[Opening Supplied data section]
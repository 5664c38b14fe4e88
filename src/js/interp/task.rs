//! js::interp::task
//!
//! Suspended async function bodies.
//!
//! Calling an async function starts a task: the body runs until an `await`
//! parks it, and the call returns the function's pending promise. The
//! awaited promise resumes the task through an ordinary reaction, so a body
//! continues only from the microtask queue, in order with every other
//! reaction. Top-level code is a task too; `run_module` and the event loop
//! are the only places that drain the queues.
//!
//! A parked body is a boxed future that returned `Pending` after its
//! `await` recorded the park. Any other `Pending` comes from host I/O and
//! goes back to the executor untouched.

use std::cell::RefCell;
use std::collections::HashMap;
use std::future::{poll_fn, Future};
use std::pin::Pin;
use std::rc::Rc;
use std::task::{Context, Poll};

use tracing::debug;

use super::Interpreter;
use crate::js::error::{ErrorKind, JsError, JsResult};
use crate::js::promise::Reaction;
use crate::js::value::{LocalBoxFuture, Value};

pub type TaskId = u64;

/// Outcome handed to a parked `await`.
type Slot = Rc<RefCell<Option<Result<Value, Value>>>>;

struct Task {
    future: LocalBoxFuture<'static, ()>,
    /// Call frames open inside the parked body
    held: usize,
}

#[derive(Default)]
pub struct TaskTable {
    next: TaskId,
    suspended: HashMap<TaskId, Task>,
    waiting: HashMap<TaskId, Slot>,
    /// Task whose body is being polled
    current: Option<TaskId>,
    /// Set by the `await` that parked the current poll
    parked: Option<Slot>,
}

impl TaskTable {
    /// Async function bodies waiting to be resumed.
    pub fn suspended(&self) -> usize {
        self.suspended.len()
    }

    fn next_id(&mut self) -> TaskId {
        self.next += 1;
        self.next
    }
}

enum Turn<T> {
    Done(T),
    Parked(Slot),
}

/// The point where an `await` gives control back to the event loop.
struct Suspend<'a> {
    interp: &'a Interpreter,
    slot: Slot,
}

impl Future for Suspend<'_> {
    type Output = Result<Value, Value>;

    fn poll(self: Pin<&mut Self>, _cx: &mut Context<'_>) -> Poll<Self::Output> {
        if let Some(outcome) = self.slot.borrow_mut().take() {
            return Poll::Ready(outcome);
        }
        self.interp.tasks.borrow_mut().parked = Some(self.slot.clone());
        Poll::Pending
    }
}

impl Interpreter {
    /// Poll a task body once with the call depth and current task set for
    /// it. `held` carries the frames a parked body keeps open.
    fn poll_turn<T>(
        &self,
        id: TaskId,
        held: &mut usize,
        body: Pin<&mut (dyn Future<Output = T> + '_)>,
        cx: &mut Context<'_>,
    ) -> Poll<Turn<T>> {
        let base = self.depth.get();
        self.depth.set(base + *held);
        let outer = self.tasks.borrow_mut().current.replace(id);
        let poll = body.poll(cx);
        self.tasks.borrow_mut().current = outer;
        *held = self.depth.get().saturating_sub(base);
        self.depth.set(base);

        match poll {
            Poll::Ready(value) => Poll::Ready(Turn::Done(value)),
            Poll::Pending => {
                let mut tasks = self.tasks.borrow_mut();
                match tasks.parked.take() {
                    Some(slot) => {
                        tasks.waiting.insert(id, slot.clone());
                        Poll::Ready(Turn::Parked(slot))
                    }
                    None => Poll::Pending,
                }
            }
        }
    }

    async fn drive(&self, id: TaskId, mut task: Task) {
        let turn = poll_fn(|cx| self.poll_turn(id, &mut task.held, task.future.as_mut(), cx)).await;
        if let Turn::Parked(_) = turn {
            self.tasks.borrow_mut().suspended.insert(id, task);
        }
    }

    /// Run an async function body until it finishes or first parks.
    pub(crate) async fn start_task(&self, body: LocalBoxFuture<'static, ()>) {
        let id = self.tasks.borrow_mut().next_id();
        self.drive(id, Task { future: body, held: 0 }).await;
    }

    /// Hand `outcome` to the parked task `id` and continue it.
    pub(crate) async fn resume_task(&self, id: TaskId, outcome: Result<Value, Value>) {
        let (slot, task) = {
            let mut tasks = self.tasks.borrow_mut();
            (tasks.waiting.remove(&id), tasks.suspended.remove(&id))
        };
        let Some(slot) = slot else {
            return;
        };
        *slot.borrow_mut() = Some(outcome);
        // Top-level bodies are polled by their own loop in `run_toplevel`.
        if let Some(task) = task {
            self.drive(id, task).await;
        }
    }

    /// `await value`: park the running task until `value` settles.
    pub async fn await_value(&self, value: Value) -> JsResult<Value> {
        let Some(task) = self.tasks.borrow().current else {
            return Err(self.error(
                ErrorKind::SyntaxError,
                "await is only valid in async functions and the top level bodies of modules",
            ));
        };
        let promise = self.resolved_promise(value);
        self.add_reaction(&promise, Reaction::Resume(task));
        Suspend {
            interp: self,
            slot: Slot::default(),
        }
        .await
        .map_err(JsError::new)
    }

    /// Run top-level code as a task. While it is parked, microtasks and
    /// timers run until its `await` is answered.
    pub(crate) async fn run_toplevel(
        &self,
        mut body: LocalBoxFuture<'_, JsResult<Value>>,
    ) -> JsResult<Value> {
        let id = self.tasks.borrow_mut().next_id();
        let mut held = 0;
        loop {
            let turn = poll_fn(|cx| self.poll_turn(id, &mut held, body.as_mut(), cx)).await;
            let slot = match turn {
                Turn::Done(result) => return result,
                Turn::Parked(slot) => slot,
            };
            while slot.borrow().is_none() {
                if self.run_microtask().await {
                    continue;
                }
                if !self.run_next_timer().await {
                    self.tasks.borrow_mut().waiting.remove(&id);
                    self.depth.set(self.depth.get() + held);
                    drop(body);
                    return Err(self.error(ErrorKind::Error, "Detected unsettled top-level await"));
                }
            }
        }
    }

    /// Drive the event loop until `value` settles, for host code holding a
    /// promise.
    pub async fn run_until_settled(&self, value: Value) -> JsResult<Value> {
        self.run_toplevel(Box::pin(self.await_value(value))).await
    }

    /// Drop parked tasks. Once the event loop has run dry nothing can
    /// resume them.
    pub fn discard_tasks(&self) {
        let suspended = {
            let mut tasks = self.tasks.borrow_mut();
            tasks.waiting.clear();
            std::mem::take(&mut tasks.suspended)
        };
        if !suspended.is_empty() {
            debug!(count = suspended.len(), "discarding suspended async functions");
        }
        for task in suspended.into_values() {
            // Their call guards release on drop.
            self.depth.set(self.depth.get() + task.held);
            drop(task);
        }
    }
}

#[cfg(test)]
mod tests {
    use crate::js::interp::test_support::eval_string;
    use crate::js::interp::{Interpreter, Options};
    use crate::js::parser;

    #[tokio::test]
    async fn callers_continue_before_the_awaiting_body() {
        let out = eval_string(
            r#"
            const log = []
            async function a() { log.push('a1'); await null; log.push('a2') }
            a()
            log.push('main')
            await null
            await null
            return log.join()
            "#,
        )
        .await;
        assert_eq!(out, "a1,main,a2");
    }

    #[tokio::test]
    async fn resumes_interleave_with_reactions() {
        let out = eval_string(
            r#"
            const log = []
            Promise.resolve().then(() => log.push('then'))
            ;(async () => { await 0; log.push('async') })()
            log.push('sync')
            await new Promise(r => setTimeout(r, 0))
            return log.join()
            "#,
        )
        .await;
        assert_eq!(out, "sync,then,async");
    }

    #[tokio::test]
    async fn two_bodies_take_turns() {
        let out = eval_string(
            r#"
            const log = []
            async function worker(name) {
              for (let i = 0; i < 3; i++) { log.push(name + i); await null }
            }
            await Promise.all([worker('a'), worker('b')])
            return log.join()
            "#,
        )
        .await;
        assert_eq!(out, "a0,b0,a1,b1,a2,b2");
    }

    #[tokio::test]
    async fn polling_until_a_later_timer_fires() {
        let out = eval_string(
            r#"
            const sleep = ms => new Promise(r => setTimeout(r, ms))
            let done = false
            let polls = 0
            async function waitForDone() { while (!done) { polls++; await sleep(10) } return polls }
            const result = waitForDone()
            setTimeout(() => { done = true }, 50)
            return await result
            "#,
        )
        .await;
        assert_eq!(out, "5");
    }

    #[tokio::test]
    async fn rejections_reach_the_caller() {
        let out = eval_string(
            r#"
            async function fail() { await null; throw new TypeError('late') }
            try { await fail() } catch (e) { return e.name + ':' + e.message }
            "#,
        )
        .await;
        assert_eq!(out, "TypeError:late");
    }

    #[tokio::test]
    async fn top_level_await_that_never_settles() {
        let out = eval_string("await new Promise(() => {})").await;
        assert_eq!(out, "threw Error: Detected unsettled top-level await");
    }

    #[tokio::test]
    async fn host_code_waits_for_a_promise() {
        let interp = Interpreter::new(Options::default());
        let program = parser::parse("new Promise(r => setTimeout(() => r('ready'), 30))").unwrap();
        let promise = interp.run_script(&program).await.unwrap();
        let value = interp.run_until_settled(promise).await.unwrap();
        assert_eq!(value.to_display_string(), "ready");
    }

    #[tokio::test]
    async fn parked_bodies_are_discarded_after_the_loop() {
        let interp = Interpreter::new(Options::default());
        let program = parser::parse("(async () => { await new Promise(() => {}) })()").unwrap();
        interp.run_script(&program).await.unwrap();
        assert_eq!(interp.tasks.borrow().suspended(), 1);
        interp.run_event_loop().await;
        assert_eq!(interp.tasks.borrow().suspended(), 0);
    }
}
[Closing Supplied data section]
What this task involves: Match on "clone" and copy out every line of the entries that contains it.

Task response:
        self.interp.tasks.borrow_mut().parked = Some(self.slot.clone());
                        tasks.waiting.insert(id, slot.clone());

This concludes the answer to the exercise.